Jim, likewise, took after the Coomber family. He had his uncle’s laughing eyes and all his obstinacy, so Eleanor declared. He was full of mischief, but had coaxing ways and was the idol of the servants’ hall.

John was more of the dreamer. Lady Coomber had taught him to read. She had grown strangely fond of the child. In summertime they would take their books into the garden. They had green hiding-places known only to themselves. And in winter they had their “cave” behind the great carved screen in the library.

As time went by, Eleanor inclined more towards the two younger children. They were full of life and frolic, and were always wanting to do things. But Anthony’s heart yearned more towards John, his first-born.


CHAPTER XV

A God needing man’s help, unable without it to accomplish His purpose. A God calling to man as Christ beckoned to His disciples to follow him, forsaking all, to suffer and to labour with Him. The thought had taken hold of him from the beginning: that summer’s night when he and Landripp had talked together, until the dawn had drawn a long thin line of light between the window curtains.

And then had come Eleanor’s sudden recovery, when he had almost given up hope, on the very day of the laying of the foundation-stone of the new model dwellings; and it had seemed to him that God had chosen this means of revealing Himself. The God he had been taught. The God of his fathers. Who answered prayers, accepted the burnt offering, rewarded the faithful and believing. What need to seek further? The world was right. Its wise men and its prophets had discovered the true God. A God who made covenants and bargains with man. Why not? Why should not God take advantage of Anthony’s love for Eleanor to make a fair businesslike contract with him? “Help me with these schemes of yours for the happiness of my people and I will give you back your wife.” But the reflection would come: Why should an omnipotent God trouble Himself to bargain with His creatures, take round-about ways for accomplishing what could be done at once by a movement of His will? A God who could have made all things perfect from the beginning, beyond the need of either growth or change. Who had chosen instead to write the history of the human race in blood and tears. Surely such a God would need man’s forgiveness, not his worship. The unknown God was yet to seek.
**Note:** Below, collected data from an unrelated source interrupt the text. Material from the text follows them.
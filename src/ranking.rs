use std::cmp::Ordering;
use std::collections::BTreeMap;
use std::path::PathBuf;

use crate::aggregate::{LanguageAggregate, Totals};
use crate::analyzer::FileRecord;

/// Largest files first: lines descending, then path ascending, then
/// characters descending. Input order never affects the result.
fn rank(a: &FileRecord, b: &FileRecord) -> Ordering {
    b.lines
        .cmp(&a.lines)
        .then_with(|| a.path.cmp(&b.path))
        .then_with(|| b.characters.cmp(&a.characters))
}

pub fn top_files<'a>(
    records: impl IntoIterator<Item = &'a FileRecord>,
    n: usize,
) -> Vec<&'a FileRecord> {
    if n == 0 {
        return Vec::new();
    }
    let mut ranked: Vec<&FileRecord> = records.into_iter().collect();
    ranked.sort_by(|a, b| rank(a, b));
    ranked.truncate(n);
    ranked
}

/// Per-directory, per-language totals keyed by each file's parent directory.
pub fn by_directory<'a>(
    aggregates: impl IntoIterator<Item = &'a LanguageAggregate>,
) -> BTreeMap<PathBuf, BTreeMap<String, Totals>> {
    let mut dirs: BTreeMap<PathBuf, BTreeMap<String, Totals>> = BTreeMap::new();
    for agg in aggregates {
        for record in &agg.records {
            let dir = record
                .path
                .parent()
                .map(|p| p.to_path_buf())
                .unwrap_or_default();
            dirs.entry(dir)
                .or_default()
                .entry(agg.language.clone())
                .or_default()
                .add_record(record);
        }
    }
    dirs
}
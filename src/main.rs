//! Source Code Metrics Collector
//!
//! Walks a source tree, analyzes every recognised file on a pool of worker
//! threads, and reports per-language line counts (code, comment, blank),
//! character counts, function and class declarations, and the largest files.
//!
//! Classification is heuristic and line-oriented: each line is matched against
//! the language's regular expressions on its own, without tracking block
//! comments or strings across lines.

mod aggregate;
mod analyzer;
mod classify;
mod error;
mod language;
mod progress;
mod ranking;
mod report;
mod walk;

use std::fs;
use std::io;
use std::path::PathBuf;
use std::process::ExitCode;

use chrono::Local;
use clap::{ArgAction, Parser, ValueEnum};
use colored::*;
use tracing::{debug, info};
use tracing_subscriber::EnvFilter;

use crate::aggregate::{Aggregator, DEFAULT_QUEUE_CAPACITY, DEFAULT_WORKERS};
use crate::error::{Error, Result};
use crate::language::LanguageRegistry;
use crate::progress::PerformanceMetrics;
use crate::report::{
    build_json_report, build_language_list, build_table_report, path_column_width, ReportOptions,
};
use crate::walk::{PathFilter, Walker, DEFAULT_MAX_DEPTH};

const LOG_ENV_VAR: &str = "CODEWALK_LOG";

#[derive(Debug, Clone, Copy, PartialEq, Eq, ValueEnum)]
enum OutputFormat {
    Table,
    Json,
}

#[derive(Parser, Debug)]
#[command(
    author,
    version,
    about = "Per-language source code metrics, collected concurrently",
    long_about = "Counts lines of code, comments and blank lines, characters, functions and classes per language across a source tree, and ranks the largest files. Set CODEWALK_LOG to control log output (e.g. CODEWALK_LOG=debug)."
)]
struct Args {
    #[arg(default_value = ".")]
    path: String,

    #[arg(long, value_enum, default_value_t = OutputFormat::Table)]
    format: OutputFormat,

    /// Do not print progress while analyzing
    #[arg(long)]
    no_progress: bool,

    /// Show the top N files by lines (0 disables)
    #[arg(short, long, default_value_t = 10)]
    top: usize,

    /// List statistics for every file
    #[arg(long)]
    detailed: bool,

    /// Break results down by directory
    #[arg(long)]
    by_dir: bool,

    /// Glob patterns to exclude, comma-separated; added to the built-in excludes
    #[arg(short, long, value_delimiter = ',', action = ArgAction::Append)]
    exclude: Vec<String>,

    /// Only analyze files whose name matches one of these glob patterns
    #[arg(short, long, value_delimiter = ',', action = ArgAction::Append)]
    include: Vec<String>,

    #[arg(short = 'j', long, default_value_t = DEFAULT_WORKERS)]
    workers: usize,

    #[arg(long, default_value_t = DEFAULT_QUEUE_CAPACITY)]
    queue_size: usize,

    #[arg(short = 'd', long, default_value_t = DEFAULT_MAX_DEPTH)]
    max_depth: usize,

    /// List supported languages and exit
    #[arg(short, long)]
    languages: bool,

    #[arg(short, long)]
    verbose: bool,
}

/// Validated settings for one run.
#[derive(Debug)]
struct Config {
    root: PathBuf,
    format: OutputFormat,
    progress: bool,
    top: usize,
    detailed: bool,
    by_dir: bool,
    filter: PathFilter,
    workers: usize,
    queue_capacity: usize,
    max_depth: usize,
}

impl Config {
    fn from_args(args: &Args) -> Result<Self> {
        Ok(Config {
            root: PathBuf::from(&args.path),
            format: args.format,
            progress: !args.no_progress && args.format == OutputFormat::Table,
            top: args.top,
            detailed: args.detailed,
            by_dir: args.by_dir,
            filter: PathFilter::new(&args.exclude, &args.include)?,
            workers: args.workers,
            queue_capacity: args.queue_size,
            max_depth: args.max_depth,
        })
    }
}

fn init_logging(verbose: bool) {
    let filter = EnvFilter::try_from_env(LOG_ENV_VAR)
        .unwrap_or_else(|_| EnvFilter::new(if verbose { "debug" } else { "warn" }));
    let _ = tracing_subscriber::fmt()
        .with_env_filter(filter)
        .with_target(false)
        .with_writer(io::stderr)
        .try_init();
}

fn main() -> ExitCode {
    let args = Args::parse();
    init_logging(args.verbose);
    match run(&args) {
        Ok(output) => {
            print!("{}", output);
            ExitCode::SUCCESS
        }
        Err(err) => {
            eprintln!("{}: {}", "Error".red().bold(), err);
            ExitCode::FAILURE
        }
    }
}

fn run(args: &Args) -> Result<String> {
    let registry = LanguageRegistry::builtin()?;
    debug!("loaded {} language profiles", registry.len());
    if args.languages {
        return Ok(build_language_list(&registry));
    }

    let config = Config::from_args(args)?;
    match fs::metadata(&config.root) {
        Ok(_) => {}
        Err(err) if err.kind() == io::ErrorKind::NotFound => {
            return Err(Error::MissingRoot(config.root));
        }
        Err(err) => return Err(Error::io(&config.root, err)),
    }

    if config.progress {
        eprintln!(
            "{} {}",
            env!("CARGO_PKG_NAME").bright_cyan().bold(),
            format!("v{}", env!("CARGO_PKG_VERSION")).bright_yellow()
        );
        eprintln!(
            "{}",
            format!("Analyzing codebase at: {}", config.root.display()).bright_black()
        );
    }
    info!("analyzing {}", config.root.display());

    let mut metrics = PerformanceMetrics::new(config.progress);
    let walker = Walker::new(&registry, &config.filter).max_depth(config.max_depth);
    let (aggregation, walk_errors) = Aggregator::new(&registry)
        .workers(config.workers)
        .queue_capacity(config.queue_capacity)
        .run_with_progress(
            |sink| walker.walk(&config.root, sink),
            |record| metrics.record(record),
        );
    metrics.print_final_stats();
    info!(
        "merged {} files ({} lines), {} failures, {} walk errors",
        metrics.files_processed(),
        metrics.lines_processed(),
        aggregation.failures.len(),
        walk_errors.len()
    );

    let options = ReportOptions {
        top: config.top,
        detailed: config.detailed,
        by_dir: config.by_dir,
        path_width: path_column_width(),
        ..ReportOptions::new(&config.root)
    };
    match config.format {
        OutputFormat::Table => Ok(build_table_report(
            &aggregation,
            &walk_errors,
            &options,
            Local::now(),
        )),
        OutputFormat::Json => build_json_report(&aggregation, &walk_errors, &options, Local::now()),
    }
}
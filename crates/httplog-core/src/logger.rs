//! Per-request logger and log sinks.
//!
//! A [`LogSink`] is the outbound end of httplog: it receives a fully
//! populated record as a JSON object and takes care of serialization and
//! transport. A [`RequestLogger`] sits in front of a sink for the lifetime of
//! one request and carries static fields (tags) that are merged into every
//! record it emits.

use crate::error::{HttplogError, HttplogResult};
use crate::schema::LogEvent;
use chrono::{SecondsFormat, Utc};
use parking_lot::Mutex;
use serde_json::{Map, Value};
use std::fmt;
use std::sync::Arc;
use tracing::Level;

/// A record as handed to a sink.
pub type Fields = Map<String, Value>;

/// Destination for emitted records.
pub trait LogSink: Send + Sync + 'static {
    /// Emits one record at the given severity.
    fn emit(&self, level: Level, fields: Fields) -> HttplogResult<()>;
}

impl<S: LogSink + ?Sized> LogSink for Arc<S> {
    fn emit(&self, level: Level, fields: Fields) -> HttplogResult<()> {
        (**self).emit(level, fields)
    }
}

/// Returns the current time in the format used for the `time` field.
#[must_use]
pub fn timestamp() -> String {
    Utc::now().to_rfc3339_opts(SecondsFormat::Millis, true)
}

/// Logger scoped to a single request.
///
/// Cloning is cheap; clones share the same field set and sink, so a clone
/// handed to a spawned task sees fields set afterwards.
#[derive(Clone)]
pub struct RequestLogger {
    sink: Arc<dyn LogSink>,
    fields: Arc<Mutex<Fields>>,
}

impl RequestLogger {
    /// Creates a logger writing to `sink` with no static fields.
    pub fn new(sink: Arc<dyn LogSink>) -> Self {
        Self {
            sink,
            fields: Arc::new(Mutex::new(Map::new())),
        }
    }

    /// Sets a static field included in every record emitted afterwards.
    ///
    /// A field of the same name on the record itself takes precedence.
    pub fn set_field(&self, key: impl Into<String>, value: impl Into<Value>) {
        self.fields.lock().insert(key.into(), value.into());
    }

    /// Returns a copy of the static fields.
    #[must_use]
    pub fn fields(&self) -> Fields {
        self.fields.lock().clone()
    }

    /// Emits a record at `level`.
    ///
    /// The record is serialized to a JSON object and merged over the static
    /// fields. `schema` and `message` always come from the record, falling
    /// back to the [`LogEvent`] when it does not serialize them, and `time`
    /// is stamped when empty.
    pub fn emit<E: LogEvent + ?Sized>(&self, level: Level, event: &E) -> HttplogResult<()> {
        let record = match serde_json::to_value(event)? {
            Value::Object(map) => map,
            other => return Err(HttplogError::NotAnObject(kind(&other))),
        };

        let schema = record
            .get("schema")
            .cloned()
            .unwrap_or_else(|| Value::String(event.schema().to_string()));
        let message = record.get("message").cloned().unwrap_or_else(|| {
            Value::String(event.message().unwrap_or_else(|| event.schema()).to_string())
        });

        let mut fields = self.fields();
        fields.extend(record);
        fields.insert("schema".to_string(), schema);
        fields.insert("message".to_string(), message);

        let needs_time = fields
            .get("time")
            .and_then(Value::as_str)
            .map_or(true, str::is_empty);
        if needs_time {
            fields.insert("time".to_string(), Value::String(timestamp()));
        }

        self.sink.emit(level, fields)
    }

    /// Emits a record at info level.
    pub fn info<E: LogEvent + ?Sized>(&self, event: &E) -> HttplogResult<()> {
        self.emit(Level::INFO, event)
    }

    /// Emits a record at warn level.
    pub fn warn<E: LogEvent + ?Sized>(&self, event: &E) -> HttplogResult<()> {
        self.emit(Level::WARN, event)
    }

    /// Emits a record at error level.
    pub fn error<E: LogEvent + ?Sized>(&self, event: &E) -> HttplogResult<()> {
        self.emit(Level::ERROR, event)
    }
}

impl fmt::Debug for RequestLogger {
    fn fmt(&self, f: &mut fmt::Formatter<'_>) -> fmt::Result {
        f.debug_struct("RequestLogger")
            .field("fields", &*self.fields.lock())
            .finish_non_exhaustive()
    }
}

const fn kind(value: &Value) -> &'static str {
    match value {
        Value::Null => "null",
        Value::Bool(_) => "bool",
        Value::Number(_) => "number",
        Value::String(_) => "string",
        Value::Array(_) => "array",
        Value::Object(_) => "object",
    }
}

/// A record captured by [`MemorySink`].
#[derive(Debug, Clone, PartialEq)]
pub struct CapturedRecord {
    /// Severity it was emitted at.
    pub level: Level,
    /// The emitted fields.
    pub fields: Fields,
}

impl CapturedRecord {
    /// Returns the `schema` field, if present.
    #[must_use]
    pub fn schema(&self) -> Option<&str> {
        self.fields.get("schema").and_then(Value::as_str)
    }

    /// Returns a string field, if present.
    #[must_use]
    pub fn str_field(&self, key: &str) -> Option<&str> {
        self.fields.get(key).and_then(Value::as_str)
    }

    /// Returns an integer field, if present.
    #[must_use]
    pub fn u64_field(&self, key: &str) -> Option<u64> {
        self.fields.get(key).and_then(Value::as_u64)
    }
}

/// Sink that keeps records in memory.
///
/// Clones share storage, so a test can keep one handle and give another to
/// the middleware.
#[derive(Debug, Clone, Default)]
pub struct MemorySink {
    records: Arc<Mutex<Vec<CapturedRecord>>>,
}

impl MemorySink {
    /// Creates an empty sink.
    #[must_use]
    pub fn new() -> Self {
        Self::default()
    }

    /// Returns every captured record in emission order.
    #[must_use]
    pub fn records(&self) -> Vec<CapturedRecord> {
        self.records.lock().clone()
    }

    /// Returns the captured records whose `schema` equals `schema`.
    #[must_use]
    pub fn with_schema(&self, schema: &str) -> Vec<CapturedRecord> {
        self.records
            .lock()
            .iter()
            .filter(|r| r.schema() == Some(schema))
            .cloned()
            .collect()
    }

    /// Number of captured records.
    #[must_use]
    pub fn len(&self) -> usize {
        self.records.lock().len()
    }

    /// Whether nothing has been captured.
    #[must_use]
    pub fn is_empty(&self) -> bool {
        self.records.lock().is_empty()
    }

    /// Drops all captured records.
    pub fn clear(&self) {
        self.records.lock().clear();
    }
}

impl LogSink for MemorySink {
    fn emit(&self, level: Level, fields: Fields) -> HttplogResult<()> {
        self.records.lock().push(CapturedRecord { level, fields });
        Ok(())
    }
}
Landripp had been killed during the building of the model dwellings. It had been his own fault. For a stout, elderly gentleman to run up and down swaying ladders, to scramble round chimney stacks, and balance himself on bending planks a hundred feet above the ground was absurd. There were younger men who could have done all that, who warned Mr. Landripp of the risks that he was running. He had insisted on supervising everything himself. The work from its commencement had been to him a labour of love. He was fearful lest a brick should be ill-laid.